START ENTRIES SHOWN

/// Decode a body framed by `boundary` (without the leading `--`).
pub fn decode(bytes: &[u8], boundary: &str) -> Result<MultipartMessage> {
    if boundary.is_empty() {
        return Err(LarkError::MalformedMultipart("empty boundary".into()));
    }
    let delimiter = format!("--{boundary}").into_bytes();
    let mut message = MultipartMessage::new();
    let mut pos = 0usize;
    let mut state = State::ScanningBoundary;

    loop {
        state = match state {
            State::ScanningBoundary => {
                let at = find(bytes, &delimiter, pos).ok_or_else(|| {
                    if message.parts.is_empty() {
                        LarkError::MalformedMultipart("boundary delimiter not found".into())
                    } else {
                        LarkError::MalformedMultipart("missing closing boundary".into())
                    }
                })?;
                pos = at + delimiter.len();
                if bytes[pos..].starts_with(b"--") {
                    break;
                }
                if bytes[pos..].starts_with(CRLF) {
                    pos += CRLF.len();
                }
                State::ReadingHeaders
            }
            State::ReadingHeaders => {
                let next = find(bytes, &delimiter, pos).ok_or_else(|| {
                    LarkError::MalformedMultipart("unterminated part".into())
                })?;
                let (header_block, body_start) = if bytes[pos..next].starts_with(CRLF) {
                    (&bytes[pos..pos], pos + CRLF.len())
                } else {
                    let sep = find(&bytes[..next], HEADER_END, pos).ok_or_else(|| {
                        LarkError::MalformedMultipart("part lacks header/body separator".into())
                    })?;
                    (&bytes[pos..sep], sep + HEADER_END.len())
                };
                pos = body_start;
                State::ReadingBody(parse_headers(header_block))
            }
            State::ReadingBody(headers) => {
                let next = find(bytes, &delimiter, pos).ok_or_else(|| {
                    LarkError::MalformedMultipart("unterminated part".into())
                })?;
                let mut end = next;
                if end >= pos + CRLF.len() && &bytes[end - CRLF.len()..end] == CRLF {
                    end -= CRLF.len();
                }
                let body = &bytes[pos..end];
                pos = next;

                match (headers.name, headers.filename) {
                    (name, Some(filename)) => message.push(Part::File {
                        name: name.unwrap_or_default(),
                        filename,
                        content_type: headers
                            .content_type
                            .unwrap_or_else(|| DEFAULT_CONTENT_TYPE.to_string()),
                        bytes: body.to_vec(),
                    }),
                    (Some(name), None) => {
                        let value = String::from_utf8(body.to_vec()).map_err(|_| {
                            LarkError::MalformedMultipart(format!(
                                "text field {name:?} is not valid UTF-8"
                            ))
                        })?;
                        message.push(Part::Text { name, value });
                    }
                    (None, None) => {
                        tracing::warn!("multipart part without a name, skipping");
                    }
                }
                State::ScanningBoundary
            }
        };
    }

    Ok(message)
}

END ENTRIES SHOWN

Only the number is needed: please work out how many lines in the data contain the string "CRLF".

■ TASK OUTPUT: 6